--- START ---

impl Gateway {
    /// Bind the listener. `default_index` is what `/` serves; `-1` means the
    /// first file.
    pub async fn bind(
        addr: SocketAddr,
        session: Arc<Session>,
        default_index: i64,
    ) -> Result<Self, GatewayError> {
        let listener = TcpListener::bind(addr)
            .await
            .map_err(|source| GatewayError::Bind { addr, source })?;
        let addr = listener
            .local_addr()
            .map_err(|source| GatewayError::Bind { addr, source })?;

        let state = Arc::new(GatewayState {
            session,
            default_index: usize::try_from(default_index).unwrap_or(0),
            port: addr.port(),
            streams: CancellationToken::new(),
            pumps: TaskTracker::new(),
        });

        Ok(Self {
            listener,
            addr,
            state,
        })
    }

    pub fn local_addr(&self) -> SocketAddr {
        self.addr
    }

    /// Player-facing URL for file `index` (`-1` for the default route)
    pub fn url(&self, index: i64) -> String {
        stream_url(self.addr.port(), index)
    }

    /// Start serving on a background task
    pub fn spawn(self) -> GatewayHandle {
        let token = CancellationToken::new();
        let addr = self.addr;
        let streams = self.state.streams.clone();
        let pumps = self.state.pumps.clone();
        let app = router(self.state);
        let listener = self.listener;
        let shutdown = token.clone();

        info!("Gateway listening on http://{}", addr);
        let task = tokio::spawn(async move {
            axum::serve(listener, app)
                .with_graceful_shutdown(async move { shutdown.cancelled().await })
                .await
                .map_err(GatewayError::Serve)
        });

        GatewayHandle {
            token,
            streams,
            pumps,
            task,
            addr,
        }
    }
}

/// URL a player should open for file `index` on a gateway at `port`
pub fn stream_url(port: u16, index: i64) -> String {
    if index < 0 {
        format!("http://localhost:{}", port)
    } else {
        format!("http://localhost:{}/{}", port, index)
    }
}

/// Stop switch and join handle of a running gateway
pub struct GatewayHandle {
    token: CancellationToken,
    streams: CancellationToken,
    pumps: TaskTracker,
    task: JoinHandle<Result<(), GatewayError>>,
    addr: SocketAddr,
}

impl GatewayHandle {
    pub fn local_addr(&self) -> SocketAddr {
        self.addr
    }

    /// Close the listener. In-flight responses get [`SHUTDOWN_GRACE`] to end.
    pub fn shutdown(&self) {
        self.token.cancel();
    }

    /// Wait for the serve loop and every response body to finish.
    ///
    /// A shutdown is a clean exit. Bodies still streaming after the grace
    /// period are cut off and their readers closed before this returns.
    pub async fn join(self) -> Result<(), GatewayError> {
        let GatewayHandle {
            token,
            streams,
            pumps,
            mut task,
            ..
        } = self;
        let deadline = async {
            token.cancelled().await;
            tokio::time::sleep(SHUTDOWN_GRACE).await;
        };

        let served = tokio::select! {
            joined = &mut task => match joined {
                Ok(result) => result,
                Err(e) => {
                    error!("Gateway task failed: {}", e);
                    Ok(())
                }
            },
            _ = deadline => {
                warn!(
                    streams = pumps.len(),
                    "Gateway connections still open after shutdown, closing"
                );
                task.abort();
                Ok(())
            }
        };

        streams.cancel();
        pumps.close();
        pumps.wait().await;
        debug!("Gateway streams closed");
        served
    }
}

fn router(state: Arc<GatewayState>) -> Router {
    Router::new().fallback(handle).with_state(state)
}

async fn handle(
    State(state): State<Arc<GatewayState>>,
    method: Method,
    uri: Uri,
    headers: HeaderMap,
) -> Response {
    let origin = headers.get(ORIGIN).cloned();

    if method == Method::OPTIONS {
        if let Some(requested) = headers.get(ACCESS_CONTROL_REQUEST_HEADERS) {
            return preflight(origin, requested.clone());
        }
    }

    let mut response = route(&state, &method, &uri, &headers).await;
    if let Some(origin) = origin {
        response
            .headers_mut()
            .insert(ACCESS_CONTROL_ALLOW_ORIGIN, origin);
    }

    debug!(
        %method,
        path = %uri.path(),
        range = ?headers.get(RANGE),
        status = %response.status(),
        "Gateway request"
    );
    response
}

fn preflight(origin: Option<HeaderValue>, requested: HeaderValue) -> Response {
    let mut headers = HeaderMap::new();
    if let Some(origin) = origin {
        headers.insert(ACCESS_CONTROL_ALLOW_ORIGIN, origin);
    }
    headers.insert(
        ACCESS_CONTROL_ALLOW_METHODS,
        HeaderValue::from_static("POST, GET, OPTIONS"),
    );
    headers.insert(ACCESS_CONTROL_ALLOW_HEADERS, requested);
    headers.insert(
        ACCESS_CONTROL_MAX_AGE,
        HeaderValue::from_static(PREFLIGHT_MAX_AGE),
    );
    (StatusCode::OK, headers).into_response()
}

async fn route(state: &GatewayState, method: &Method, uri: &Uri, headers: &HeaderMap) -> Response {
    let path = match uri.path() {
        "" | "/" => format!("/{}", state.default_index),
        p => p.to_string(),
    };

    if path == "/favicon.ico" {
        return StatusCode::NOT_FOUND.into_response();
    }

    if path == "/.m3u" {
        return playlist(state, method, headers);
    }

    let raw = &path[1..];
    let name = urlencoding::decode(raw)
        .map(|s| s.into_owned())
        .unwrap_or_else(|_| raw.to_string());

    match resolve(&state.session, &name) {
        Some(index) => serve_file(state, index, method, headers).await,
        None => StatusCode::NOT_FOUND.into_response(),
    }
}

/// Map a request path (sans leading slash) to a file index
fn resolve(session: &Session, name: &str) -> Option<usize> {
    let files = session.files();
    if files.is_empty() {
        return None;
    }
    if name == session.name() {
        return Some(0);
    }
    if let Some(file) = files.iter().find(|f| f.path == name) {
        return Some(file.index);
    }
    name.parse::<usize>().ok().filter(|&i| i < files.len())
}

fn playlist(state: &GatewayState, method: &Method, headers: &HeaderMap) -> Response {
    let host = headers
        .get(HOST)
        .and_then(|h| h.to_str().ok())
        .map(host_without_port)
        .filter(|h| !h.is_empty())
        .unwrap_or("localhost");

    let body = build_playlist(state.session.files().iter().map(|f| f.path.as_str()), host, state.port);

    let mut response_headers = HeaderMap::new();
    response_headers.insert(CONTENT_TYPE, HeaderValue::from_static(PLAYLIST_CONTENT_TYPE));
    response_headers.insert(CONTENT_LENGTH, HeaderValue::from(body.len()));

    if *method == Method::HEAD {
        return (StatusCode::OK, response_headers).into_response();
    }
    (StatusCode::OK, response_headers, body).into_response()
}

/// `#EXTM3U` playlist with one entry per file, in enumeration order
pub fn build_playlist<'a>(paths: impl IntoIterator<Item = &'a str>, host: &str, port: u16) -> String {
    let mut playlist = String::from("#EXTM3U\n");
    for (index, path) in paths.into_iter().enumerate() {
        playlist.push_str(&format!(
            "#EXTINF:-1,{}\nhttp://{}:{}/{}\n",
            path, host, port, index
        ));
    }
    playlist
}

fn host_without_port(host: &str) -> &str {
    if host.starts_with('[') {
        // [::1]:3001
        return host.find(']').map(|end| &host[..=end]).unwrap_or(host);
    }
    host.split(':').next().unwrap_or(host)
}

--- END ---

== Problem requirements ==
How many lines of the entries hold the word "listener"? Respond with the number alone.

== Written response ==
7